Machine learning-assisted rational design and evolution of novel signal peptides in Yarrowia lipolytica

Abstract

Microbial proteins hold great promise as sustainable alternatives for future protein sources, and oleaginous yeast Yarrowia lipolytica has emerged as a recognized platform for heterologous protein expression and secretion. N-terminal signal peptides (SPs) are crucial for directing proteins to the secretion pathway, which offers advantages in both academic and industrial protein production. Although some of the innate SPs of Y. lipolytica have been reported, there is a growing need to expand the genetic toolkit of SPs to support the increasing use of Y. lipolytica as a cell factory for overproduction of various secretory proteins. In this study, we employed an efficient evolutionary approach to rapidly evolve the innate SP XPR2-pre by leveraging Gibson assembly with two synthetic overlapping oligos containing high portion of degenerate nucleotides. Using Nanoluc (Nluc) luciferase as a robust reporter, we characterized the intracellular and extracellular enzymatic activity of 447 SP mutants and identified previously undescribed SPs exhibiting superior performance compared to XPR2-pre in Nluc luciferase secretion, with improvements of up to 2.91-fold of enzymatic activity in the supernatant. The generalizability of the top-performing SPs was evaluated using three additional heterologous enzymes (β-galactosidase, α-amylase, and PET hydrolase). Our results confirmed their versatility across different proteins with protein-specific efficiency. Additionally, based on our screening, we also evaluated the performance of different feature engineering strategies and machine learning models in the design and prediction of SP mutants. This study integrated rational design, directed evolution and machine learning to identify novel SPs, expanding the repertoire of signal peptides and benefiting secretory protein overexpression in Y. lipolytica.

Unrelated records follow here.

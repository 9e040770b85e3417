use serde::{Deserialize, Serialize};

use super::TopicId;

loose_enum! {
    TopicStatus {
        Active => "ACTIVE",
        Inactive => "INACTIVE",
    }
}

impl TopicStatus {
    #[must_use]
    pub fn label(&self) -> &str {
        match self {
            TopicStatus::Active => "Active",
            TopicStatus::Inactive => "Inactive",
            TopicStatus::Unknown(raw) => raw,
        }
    }
}

#[derive(Clone, Debug, Default, PartialEq, Serialize, Deserialize)]
#[serde(rename_all = "camelCase")]
pub struct Topic {
    pub id: TopicId,
    #[serde(default)]
    pub name: Option<String>,
    #[serde(default)]
    pub slug: Option<String>,
    #[serde(default)]
    pub description: Option<String>,
    #[serde(default)]
    pub status: Option<TopicStatus>,
    #[serde(default)]
    pub created_at: Option<String>,
    #[serde(default)]
    pub updated_at: Option<String>,
}

impl Topic {
    #[must_use]
    pub fn name(&self) -> &str {
        self.name
            .as_deref()
            .filter(|name| !name.trim().is_empty())
            .unwrap_or("Untitled topic")
    }

    #[must_use]
    pub fn status(&self) -> TopicStatus {
        self.status.clone().unwrap_or(TopicStatus::Active)
    }
}
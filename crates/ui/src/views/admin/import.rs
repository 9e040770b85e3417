use api::ImportResult;
use dioxus::prelude::*;
use services::ImportPreview;
use services::import::REQUIRED_COLUMNS;
use vocab_core::model::UserProfile;

use super::super::layout::{Chrome, Document, Flash};

const PATH: &str = "/admin/vocab/import";

/// Submit button value asking for a preview only.
pub const INTENT_PREVIEW: &str = "preview";
/// Submit button value asking for the upload.
pub const INTENT_IMPORT: &str = "import";

#[derive(Props, Clone, PartialEq)]
pub struct AdminImportPageProps {
    pub viewer: UserProfile,
    pub flash: Flash,
    pub file_name: Option<String>,
    pub preview: Option<ImportPreview>,
    pub result: Option<ImportResult>,
}

#[component]
fn PreviewTable(preview: ImportPreview) -> Element {
    let shown = preview.rows.len();
    let missing = preview.missing_columns.join(", ");
    rsx! {
        section { class: "card",
            h2 { "Preview" }
            p { class: "muted", "Showing {shown} of {preview.total_rows} row(s)." }
            if !preview.missing_columns.is_empty() {
                p { class: "flash flash--error", role: "alert",
                    "Missing required column(s): {missing}"
                }
            }
            table { class: "table",
                thead {
                    tr {
                        th { "Term" }
                        th { "Definition" }
                        th { "Language" }
                        th { "Definition (VI)" }
                        th { "Examples" }
                        th { "Phonetic" }
                        th { "Part of speech" }
                        th { "Topics" }
                        th { "Status" }
                    }
                }
                tbody {
                    for (index, row) in preview.rows.iter().enumerate() {
                        tr { key: "{index}",
                            td { "{row.term}" }
                            td { "{row.definition}" }
                            td { "{row.language}" }
                            td { "{row.definition_vi}" }
                            td { "{row.examples}" }
                            td { "{row.phonetic}" }
                            td { "{row.part_of_speech}" }
                            td { "{row.topic_ids}" }
                            td { "{row.status}" }
                        }
                    }
                }
            }
        }
    }
}

#[component]
fn ResultSummary(result: ImportResult) -> Element {
    rsx! {
        section { class: "card",
            h2 { "Import result" }
            dl { class: "facts",
                dt { "Total rows" }
                dd { "{result.total_rows}" }
                dt { "Imported" }
                dd { "{result.imported_rows}" }
                dt { "Failed" }
                dd { "{result.failed_rows}" }
            }
            if !result.errors.is_empty() {
                ul { class: "import-errors",
                    for (index, error) in result.errors.iter().enumerate() {
                        li { key: "{index}",
                            if let Some(row) = error.row {
                                strong { "Row {row}: " }
                            }
                            {error.message.clone().unwrap_or_else(|| "Unknown error".to_string())}
                        }
                    }
                }
            }
        }
    }
}

#[component]
pub fn AdminImportPage(props: AdminImportPageProps) -> Element {
    let chrome = Chrome::admin("Import vocabulary", "/admin/vocab/import", props.viewer.clone(), props.flash.clone());
    let required = REQUIRED_COLUMNS.join(", ");

    rsx! {
        Document { chrome,
            section { class: "card",
                p { "Upload a UTF-8 CSV file separated by commas, semicolons or tabs." }
                p { class: "muted", "Required columns: {required}. Optional: definitionVi, examples, phonetic, partOfSpeech, topicIds, status." }
                form { class: "form", method: "post", action: PATH, enctype: "multipart/form-data",
                    input { r#type: "file", name: "file", accept: ".csv,text/csv", required: true }
                    if let Some(name) = props.file_name.as_ref() {
                        p { class: "muted", "Last file: {name}" }
                    }
                    div { class: "toolbar",
                        button { class: "btn btn-secondary", r#type: "submit", name: "intent", value: INTENT_PREVIEW, "Preview" }
                        button { class: "btn btn-primary", r#type: "submit", name: "intent", value: INTENT_IMPORT, "Import" }
                    }
                }
            }
            if let Some(preview) = props.preview.clone() {
                PreviewTable { preview }
            }
            if let Some(result) = props.result.clone() {
                ResultSummary { result }
            }
        }
    }
}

Keywords: Directed evolution; Machine learning; Protein secretion; Rational Design; Siganl peptides; Yarrowia lipolytica.

Fig. 1

Evaluation of Nluc luciferase reporter system for characterizing the secretion capacity of SP. (a) Schematic representation of the Nluc expression cassettes. Positive control (PC): Nluc gene fused seamlessly downstream of the XPR2-pre. Negative control (NC): Nluc expression cassette lacking a signal peptide. (b, c) Specific luciferase activity (sLum, RLU/OD) in the supernatant (b) and cell pellets (c) of PC and NC strains over a 72-h time course. ∗ indicates p < 0.05; NS indicates p > 0.05.

Fig. 2

Construction and screening of signal peptide library. (a) Synthetic overlapping oligos were pre-annealed and assembled into the HindIII/BamHI digested pYLSC3′-preLib-Nluc vector backbone using Gibson assembly. The homology island is marked by the box and homologous arms to enable Gibson assembly fused to the vector backbone are shown in grey. (b) Statistical distribution of fold change of sLum in supernatant relative to XPR2-pre across the signal peptide library. (c) The top 10 mutant SPs were identified based on luciferase activity in supernatant. The sLum values of mutants in supernatant and pellets were normalized to those of XPR2-pre separately. S/P refers to the ratio of absolute value of sLum in supernatant to that in pellets. (d) Distribution of normalized luciferase activity in supernatant and pellets across the library.

Fig. 3

Quantitative evaluation of SPs for secretory expression of different heterologous proteins in Y. lipolytica. (a) Secreted β-galactosidase activity of strains expressing lacZ with different SPs, measured using ONPG as a substrate. (b) Secreted α-amylase activity of strains expressing amy with different SPs, quantified based on starch degradation. (c) Secreted PET hydrolase activity of strains expressing PETase with different SPs, assessed by BHET hydrolysis. Signal peptides tested include the native XPR2-pre and four identified candidates (SP207, SP298, SP304, SP387). The empty vector pYLSC3 was used as a negative control (NC).

Fig. 4

Visualization of three feature engineering methods with the SP library dataset. (a) t-SNE visualization of physicochemical features. (b) t-SNE visualization of handcrafted features. (c) t-SNE visualization of embedded features.

Fig. 5

Nluc luciferase activity assay of the predicted SPs. (a) SP195 and two mutated sequences predicted to be eSPs. (b) SP273 and two mutated sequences predicted to be eSPs. (c) SP273 and two mutated sequences predicted to be eSPs. ∗ Indicates p < 0.05; ∗∗ indicates p < 0.01; ∗∗∗ indicates p < 0.001; NS indicates p > 0.05.